Baby Steps to Trans Equality

Baby steps.

This is what I must remind myself whenever I see something new about the transgender community made public: that we are all taking baby steps toward acceptance, toward acknowledgment, toward normalization. As much as I would like it to be more, as much as I would like to see immediate full visibility for transgender individuals, it’s going to take time. As with many revolutions throughout history, it won’t happen overnight.

That is not to say, of course, that progress is not being made. Despite recent setbacks in the political arena with the passage of North Carolina’s “bathroom bill” and the current administration’s removal of questions regarding sexual orientation and gender identity from the 2020 Census, the transgender community continues to move closer toward our goals. And we do this by being present. By being visible in the public eye. By making people aware that we exist, that there are alternatives to the binary gender assignations they’re used to, and that there is nothing wrong with this. That we are people just like they are, simply living our lives. We are sons and daughters, parents, siblings, and partners; we are teachers, students, sales clerks, scientists, businesspeople; we are actors, artists, and writers; we are everywhere and everyone. There is no limit to what a person can do or be just because he, she, or they do not fall on the more traditional end of the gender spectrum.

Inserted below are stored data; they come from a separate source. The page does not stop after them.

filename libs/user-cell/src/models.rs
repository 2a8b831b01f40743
use serde::{Deserialize, Serialize};
use thiserror::Error;

/// A site account, keyed by email. `role` is either "admin" or absent.
#[derive(Debug, Clone, Serialize, Deserialize)]
pub struct UserAccount {
    pub email: String,
    pub name: Option<String>,
    pub role: Option<String>,
}

impl UserAccount {
    pub fn is_admin(&self) -> bool {
        self.role.as_deref() == Some("admin")
    }
}

#[derive(Debug, Clone, Deserialize, Default)]
pub struct UpsertUserRequest {
    pub name: Option<String>,
}

#[derive(Error, Debug)]
pub enum UserError {
    #[error("User not found")]
    NotFound,

    #[error("Database error: {0}")]
    DatabaseError(String),
}
use std::sync::Arc;

use axum::{
    extract::{Query, State},
    Json,
};
use serde::Deserialize;
use serde_json::{json, Value};

use shared_config::AppConfig;
use shared_models::error::AppError;

use crate::services::{availability::AvailabilityService, catalog::CatalogService};

#[derive(Debug, Deserialize)]
pub struct AvailableQuery {
    pub date: String,
}

#[axum::debug_handler]
pub async fn list_services(
    State(state): State<Arc<AppConfig>>,
) -> Result<Json<Value>, AppError> {
    let catalog = CatalogService::new(&state);

    let services = catalog
        .list_treatment_names()
        .await
        .map_err(|e| AppError::Database(e.to_string()))?;

    Ok(Json(json!({ "services": services })))
}

#[axum::debug_handler]
pub async fn available_slots(
    State(state): State<Arc<AppConfig>>,
    Query(query): Query<AvailableQuery>,
) -> Result<Json<Value>, AppError> {
    let availability = AvailabilityService::new(&state);

    let treatments = availability
        .available_treatments(&query.date)
        .await
        .map_err(|e| AppError::Database(e.to_string()))?;

    Ok(Json(json!({
        "date": query.date,
        "treatments": treatments
    })))
}
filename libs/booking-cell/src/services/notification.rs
use anyhow::{anyhow, Result};
use reqwest::Client;
use serde_json::json;
use tracing::{debug, info};

use shared_config::AppConfig;

use crate::models::Booking;

/// Transactional email client (SendGrid mail-send API). Constructed from the
/// injected config so tests can point it at a mock server.
pub struct NotificationService {
    client: Client,
    api_base: String,
    api_key: String,
    sender: String,
    enabled: bool,
}

impl NotificationService {
    pub fn new(config: &AppConfig) -> Self {
        Self {
            client: Client::new(),
            api_base: config.sendgrid_api_base.clone(),
            api_key: config.sendgrid_api_key.clone(),
            sender: config.email_sender.clone(),
            enabled: config.is_email_configured(),
        }
    }

    /// Best-effort confirmation mail after an accepted booking. Callers run
    /// this on a detached task; a failure here must never change the
    /// admission result already sent to the client.
    pub async fn send_booking_confirmation(&self, booking: &Booking) -> Result<()> {
        if !self.enabled {
            debug!("Email not configured, skipping confirmation for {}", booking.id);
            return Ok(());
        }

        let subject = format!(
            "Your appointment for {} on {} is confirmed",
            booking.treatment, booking.date
        );
        let body = format!(
            "Hello {},\n\nYour appointment for {} is confirmed on {} at {}.\n\n\
             Please arrive 15 minutes early.\n\nDoctors Portal",
            booking.patient_name, booking.treatment, booking.date, booking.slot
        );

        let payload = json!({
            "personalizations": [{
                "to": [{ "email": booking.patient_email, "name": booking.patient_name }],
                "subject": subject
            }],
            "from": { "email": self.sender },
            "content": [{ "type": "text/plain", "value": body }]
        });

        let url = format!("{}/v3/mail/send", self.api_base);
        let response = self
            .client
            .post(&url)
            .bearer_auth(&self.api_key)
            .json(&payload)
            .send()
            .await?;

        let status = response.status();
        if !status.is_success() {
            let error_text = response.text().await.unwrap_or_default();
            return Err(anyhow!("Email provider error ({}): {}", status, error_text));
        }

        info!("Confirmation email queued for {}", booking.patient_email);
        Ok(())
    }
}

This gender nonconformity was the subject of a recent Time magazine cover story entitled “Infinite Identities.” In it, the assertion is made that the current younger generation—our millennials—are helping to redefine gender identities in ways many previous generations probably had never thought possible. Based on a GLAAD survey, the article reports that 20 percent of millennials identify as something other than cisgender and straight, that they are more comfortable defining themselves with terms such as genderqueer, gender nonconforming, and gender fluid.

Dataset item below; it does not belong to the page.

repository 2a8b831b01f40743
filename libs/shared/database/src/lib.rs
pub mod supabase;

It also notes that growing rates of acceptance have led to more people coming out as members of the LGBT community than ever before. If we look to popular media, we can see this might be true; now more than ever we can find TV shows featuring transgender characters and actors, memoirs written by members of the transgender community about their journeys toward living as their authentic selves, and gender nonconforming individuals gracing the covers of magazines such as Time, as mentioned above, and National Geographic, with its “Gender Revolution” issue in January 2017.

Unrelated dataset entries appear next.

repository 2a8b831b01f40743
use std::sync::Arc;

use axum::extract::{Query, State};
use serde_json::json;
use wiremock::matchers::{method, path, query_param};
use wiremock::{Mock, MockServer, ResponseTemplate};

use shared_config::AppConfig;
use shared_utils::test_utils::TestConfig;
use treatment_cell::handlers::{available_slots, list_services, AvailableQuery};

fn config_for(mock_server: &MockServer) -> Arc<AppConfig> {
    TestConfig::default().with_store_url(&mock_server.uri()).to_arc()
}

fn treatment_rows() -> serde_json::Value {
    json!([
        {
            "name": "Teeth Cleaning",
            "price": 80.0,
            "slots": ["09:00 AM", "10:00 AM"]
        },
        {
            "name": "Cavity Protection",
            "price": 60.0,
            "slots": ["11:00 AM"]
        }
    ])
}

#[tokio::test]
async fn list_services_returns_names_only() {
    let mock_server = MockServer::start().await;

    Mock::given(method("GET"))
        .and(path("/rest/v1/treatments"))
        .and(query_param("select", "name"))
        .respond_with(ResponseTemplate::new(200).set_body_json(json!([
            { "name": "Teeth Cleaning" },
            { "name": "Cavity Protection" }
        ])))
        .mount(&mock_server)
        .await;

    let result = list_services(State(config_for(&mock_server))).await.unwrap();

    assert_eq!(
        result.0["services"],
        json!(["Teeth Cleaning", "Cavity Protection"])
    );
}

#[tokio::test]
async fn availability_excludes_booked_slot_for_date() {
    let mock_server = MockServer::start().await;

    Mock::given(method("GET"))
        .and(path("/rest/v1/treatments"))
        .respond_with(ResponseTemplate::new(200).set_body_json(treatment_rows()))
        .mount(&mock_server)
        .await;

    Mock::given(method("GET"))
        .and(path("/rest/v1/bookings"))
        .and(query_param("date", "eq.May 12, 2022"))
        .respond_with(ResponseTemplate::new(200).set_body_json(json!([
            { "treatment": "Teeth Cleaning", "slot": "09:00 AM" }
        ])))
        .mount(&mock_server)
        .await;

    let result = available_slots(
        State(config_for(&mock_server)),
        Query(AvailableQuery {
            date: "May 12, 2022".to_string(),
        }),
    )
    .await
    .unwrap();

    let treatments = result.0["treatments"].as_array().unwrap();
    assert_eq!(treatments[0]["name"], "Teeth Cleaning");
    assert_eq!(treatments[0]["slots"], json!(["10:00 AM"]));
    // Other treatments untouched
    assert_eq!(treatments[1]["slots"], json!(["11:00 AM"]));
}

#[tokio::test]
async fn availability_for_unbooked_date_returns_full_schedules() {
    let mock_server = MockServer::start().await;

    Mock::given(method("GET"))
        .and(path("/rest/v1/treatments"))
        .respond_with(ResponseTemplate::new(200).set_body_json(treatment_rows()))
        .mount(&mock_server)
        .await;

    Mock::given(method("GET"))
        .and(path("/rest/v1/bookings"))
        .respond_with(ResponseTemplate::new(200).set_body_json(json!([])))
        .mount(&mock_server)
        .await;

    let result = available_slots(
        State(config_for(&mock_server)),
        Query(AvailableQuery {
            date: "not-a-real-date".to_string(),
        }),
    )
    .await
    .unwrap();

    let treatments = result.0["treatments"].as_array().unwrap();
    assert_eq!(treatments[0]["slots"], json!(["09:00 AM", "10:00 AM"]));
    assert_eq!(treatments[1]["slots"], json!(["11:00 AM"]));
}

Does this mean we have achieved acceptance? Far from it, I am sad to say. Eighty percent of trans students still feel unsafe at their schools due to their gender expressions. One in eight transgender individuals has still been evicted from his or her housing simply for being who they are. An alarming 41 percent of trans individuals have attempted suicide, and a heartbreaking 49 percent have reported being survivors of physical abuse. What will it take for these numbers to change? What will bring about the societal and cultural shifts that will be necessary for people of all genders (or no gender!) to be heard, to be validated, to be seen?

I wish I had the solution. I wish there were one thing we could all do to make this world more inclusive. I wish we didn’t need an annual Trans Day of Visibility, celebrated every year on March 31, because being trans has become so commonplace, so accepted, it’s no longer a newsworthy issue. Are these pie-in-the-sky dreams? Perhaps. Maybe my expectations are high. But that’s only because I know we can achieve them. Not today, but one day. One day.

Until then I’ll keep reminding myself: sometimes great movements do not begin with dramatic actions. Sometimes they start with baby steps. And I must be patient. For someday those steps will turn into leaps and bounds.